Stored items

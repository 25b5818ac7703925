//! Shared application state.

use std::sync::Arc;

use crate::orchestrator::Orchestrator;
use crate::store::RecordStore;

/// Shared application state.
#[derive(Clone)]
pub struct AppState {
    pub store: Arc<dyn RecordStore>,
    pub orchestrator: Arc<Orchestrator>,
}

impl AppState {
    pub fn new(store: Arc<dyn RecordStore>, orchestrator: Orchestrator) -> Self {
        Self {
            store,
            orchestrator: Arc::new(orchestrator),
        }
    }
}
//! Error types shared across the relay.

use axum::http::StatusCode;
use axum::response::{IntoResponse, Response};
use axum::Json;
use serde_json::json;
use thiserror::Error;

#[derive(Debug, Error)]
pub enum StoreError {
    #[error("database error: {0}")]
    Sqlx(#[from] sqlx::Error),

    #[error("invalid timestamp {value:?}: {source}")]
    Timestamp {
        value: String,
        #[source]
        source: chrono::ParseError,
    },

    #[error("invalid store configuration: {0}")]
    Config(String),
}

#[derive(Debug, Error)]
pub enum SandboxError {
    #[error("sandbox request failed: {0}")]
    Http(#[from] reqwest::Error),

    #[error("sandbox provider returned {status} for {operation}: {body}")]
    Status {
        operation: &'static str,
        status: u16,
        body: String,
    },
}

#[derive(Debug, Error)]
pub enum ExecutionError {
    /// The execution log could not be written.
    #[error("Failed to execute code: {0}")]
    Store(#[source] StoreError),
}

/// Error surfaced to HTTP clients as `500 {"detail": ...}`.
#[derive(Debug)]
pub struct ApiError {
    pub detail: String,
}

impl ApiError {
    pub fn new(detail: impl Into<String>) -> Self {
        Self {
            detail: detail.into(),
        }
    }
}

impl From<ExecutionError> for ApiError {
    fn from(err: ExecutionError) -> Self {
        Self::new(err.to_string())
    }
}

impl IntoResponse for ApiError {
    fn into_response(self) -> Response {
        (
            StatusCode::INTERNAL_SERVER_ERROR,
            Json(json!({ "detail": self.detail })),
        )
            .into_response()
    }
}
//! Persistence for health-check records and execution logs.

use std::path::Path;
use std::time::Duration;

use async_trait::async_trait;
use chrono::{DateTime, SubsecRound, Utc};
use serde::{Deserialize, Serialize};
use sqlx::sqlite::{SqliteConnectOptions, SqlitePoolOptions, SqliteRow};
use sqlx::{Row, SqlitePool};
use tracing::{debug, info};

use crate::error::StoreError;

/// Upper bound on health-check records returned by a single listing.
pub const HEALTH_CHECK_LIST_CAP: i64 = 1000;

const TIMESTAMP_FORMAT: &str = "%Y-%m-%dT%H:%M:%S%.6fZ";

const SCHEMA: &str = r#"
CREATE TABLE IF NOT EXISTS status_checks (
    seq INTEGER PRIMARY KEY AUTOINCREMENT,
    id TEXT NOT NULL UNIQUE,
    client_name TEXT NOT NULL,
    timestamp TEXT NOT NULL
);

CREATE TABLE IF NOT EXISTS execution_logs (
    seq INTEGER PRIMARY KEY AUTOINCREMENT,
    id TEXT NOT NULL UNIQUE,
    code TEXT NOT NULL,
    language TEXT NOT NULL,
    output TEXT NOT NULL,
    error TEXT,
    execution_time REAL NOT NULL,
    timestamp TEXT NOT NULL
);

CREATE INDEX IF NOT EXISTS idx_execution_logs_timestamp
    ON execution_logs (timestamp DESC, seq DESC);
"#;

/// One execution attempt, written once and never modified.
#[derive(Debug, Clone, PartialEq, Serialize, Deserialize)]
pub struct ExecutionLogEntry {
    pub id: String,
    pub code: String,
    pub language: String,
    pub output: String,
    pub error: Option<String>,
    pub execution_time: f64,
    pub timestamp: DateTime<Utc>,
}

impl ExecutionLogEntry {
    pub fn new(
        code: impl Into<String>,
        language: impl Into<String>,
        output: impl Into<String>,
        error: Option<String>,
        execution_time: f64,
    ) -> Self {
        Self {
            id: uuid::Uuid::new_v4().to_string(),
            code: code.into(),
            language: language.into(),
            output: output.into(),
            error,
            execution_time,
            timestamp: now(),
        }
    }
}

#[derive(Debug, Clone, PartialEq, Serialize, Deserialize)]
pub struct HealthCheckRecord {
    pub id: String,
    pub client_name: String,
    pub timestamp: DateTime<Utc>,
}

#[async_trait]
pub trait RecordStore: Send + Sync {
    async fn append_execution_log(&self, entry: &ExecutionLogEntry) -> Result<(), StoreError>;

    /// Newest first; entries sharing a timestamp come back in reverse insertion order.
    async fn list_recent_executions(&self, limit: u32)
        -> Result<Vec<ExecutionLogEntry>, StoreError>;

    async fn create_health_check(&self, client_name: &str)
        -> Result<HealthCheckRecord, StoreError>;

    /// Insertion order, capped at [`HEALTH_CHECK_LIST_CAP`].
    async fn list_health_checks(&self) -> Result<Vec<HealthCheckRecord>, StoreError>;

    async fn close(&self);
}

pub struct SqliteStore {
    pool: SqlitePool,
}

impl SqliteStore {
    /// `database_url` is either `sqlite::memory:` or `sqlite://<directory>`;
    /// the database file `db_name` is created inside that directory.
    pub async fn connect(database_url: &str, db_name: &str) -> Result<Self, StoreError> {
        if database_url == "sqlite::memory:" {
            return Self::in_memory().await;
        }

        let dir = database_url
            .strip_prefix("sqlite://")
            .or_else(|| database_url.strip_prefix("sqlite:"))
            .ok_or_else(|| {
                StoreError::Config(format!(
                    "unsupported DATABASE_URL {:?}, expected sqlite://<dir> or sqlite::memory:",
                    database_url
                ))
            })?;
        if db_name.is_empty() {
            return Err(StoreError::Config("DB_NAME must not be empty".to_string()));
        }

        let path = Path::new(dir).join(db_name);
        info!(path = %path.display(), "Opening SQLite database");

        let options = SqliteConnectOptions::new()
            .filename(&path)
            .create_if_missing(true);
        let pool = SqlitePoolOptions::new()
            .max_connections(5)
            .connect_with(options)
            .await?;

        Self::from_pool(pool).await
    }

    /// Private database living as long as the store; used by tests and `sqlite::memory:`.
    pub async fn in_memory() -> Result<Self, StoreError> {
        let options = SqliteConnectOptions::new().in_memory(true);
        // Every connection would get its own empty database, so keep exactly one alive.
        let pool = SqlitePoolOptions::new()
            .max_connections(1)
            .min_connections(1)
            .idle_timeout(None::<Duration>)
            .max_lifetime(None::<Duration>)
            .connect_with(options)
            .await?;

        Self::from_pool(pool).await
    }

    async fn from_pool(pool: SqlitePool) -> Result<Self, StoreError> {
        sqlx::raw_sql(SCHEMA).execute(&pool).await?;
        debug!("Record store schema ready");
        Ok(Self { pool })
    }

    fn row_to_entry(row: &SqliteRow) -> Result<ExecutionLogEntry, StoreError> {
        Ok(ExecutionLogEntry {
            id: row.try_get("id")?,
            code: row.try_get("code")?,
            language: row.try_get("language")?,
            output: row.try_get("output")?,
            error: row.try_get("error")?,
            execution_time: row.try_get("execution_time")?,
            timestamp: parse_timestamp(row.try_get("timestamp")?)?,
        })
    }

    fn row_to_health_check(row: &SqliteRow) -> Result<HealthCheckRecord, StoreError> {
        Ok(HealthCheckRecord {
            id: row.try_get("id")?,
            client_name: row.try_get("client_name")?,
            timestamp: parse_timestamp(row.try_get("timestamp")?)?,
        })
    }
}

#[async_trait]
impl RecordStore for SqliteStore {
    async fn append_execution_log(&self, entry: &ExecutionLogEntry) -> Result<(), StoreError> {
        sqlx::query(
            r#"
            INSERT INTO execution_logs (
                id, code, language, output, error, execution_time, timestamp
            ) VALUES (?, ?, ?, ?, ?, ?, ?)
            "#,
        )
        .bind(&entry.id)
        .bind(&entry.code)
        .bind(&entry.language)
        .bind(&entry.output)
        .bind(&entry.error)
        .bind(entry.execution_time)
        .bind(format_timestamp(&entry.timestamp))
        .execute(&self.pool)
        .await?;

        debug!(id = %entry.id, language = %entry.language, "Execution log appended");
        Ok(())
    }

    async fn list_recent_executions(
        &self,
        limit: u32,
    ) -> Result<Vec<ExecutionLogEntry>, StoreError> {
        let rows = sqlx::query(
            r#"
            SELECT id, code, language, output, error, execution_time, timestamp
            FROM execution_logs
            ORDER BY timestamp DESC, seq DESC
            LIMIT ?
            "#,
        )
        .bind(i64::from(limit))
        .fetch_all(&self.pool)
        .await?;

        rows.iter().map(Self::row_to_entry).collect()
    }

    async fn create_health_check(
        &self,
        client_name: &str,
    ) -> Result<HealthCheckRecord, StoreError> {
        let record = HealthCheckRecord {
            id: uuid::Uuid::new_v4().to_string(),
            client_name: client_name.to_string(),
            timestamp: now(),
        };

        sqlx::query("INSERT INTO status_checks (id, client_name, timestamp) VALUES (?, ?, ?)")
            .bind(&record.id)
            .bind(&record.client_name)
            .bind(format_timestamp(&record.timestamp))
            .execute(&self.pool)
            .await?;

        Ok(record)
    }

    async fn list_health_checks(&self) -> Result<Vec<HealthCheckRecord>, StoreError> {
        let rows = sqlx::query(
            "SELECT id, client_name, timestamp FROM status_checks ORDER BY seq ASC LIMIT ?",
        )
        .bind(HEALTH_CHECK_LIST_CAP)
        .fetch_all(&self.pool)
        .await?;

        rows.iter().map(Self::row_to_health_check).collect()
    }

    async fn close(&self) {
        self.pool.close().await;
        info!("Record store closed");
    }
}

/// Current time at the precision the store keeps.
fn now() -> DateTime<Utc> {
    Utc::now().trunc_subsecs(6)
}

fn format_timestamp(timestamp: &DateTime<Utc>) -> String {
    timestamp.format(TIMESTAMP_FORMAT).to_string()
}

fn parse_timestamp(value: String) -> Result<DateTime<Utc>, StoreError> {
    match DateTime::parse_from_rfc3339(&value) {
        Ok(parsed) => Ok(parsed.with_timezone(&Utc)),
        Err(source) => Err(StoreError::Timestamp { value, source }),
    }
}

◆ **What to do**: Count every line of the records that holds the string "language". Write only the total.

◆ **Task result**: 9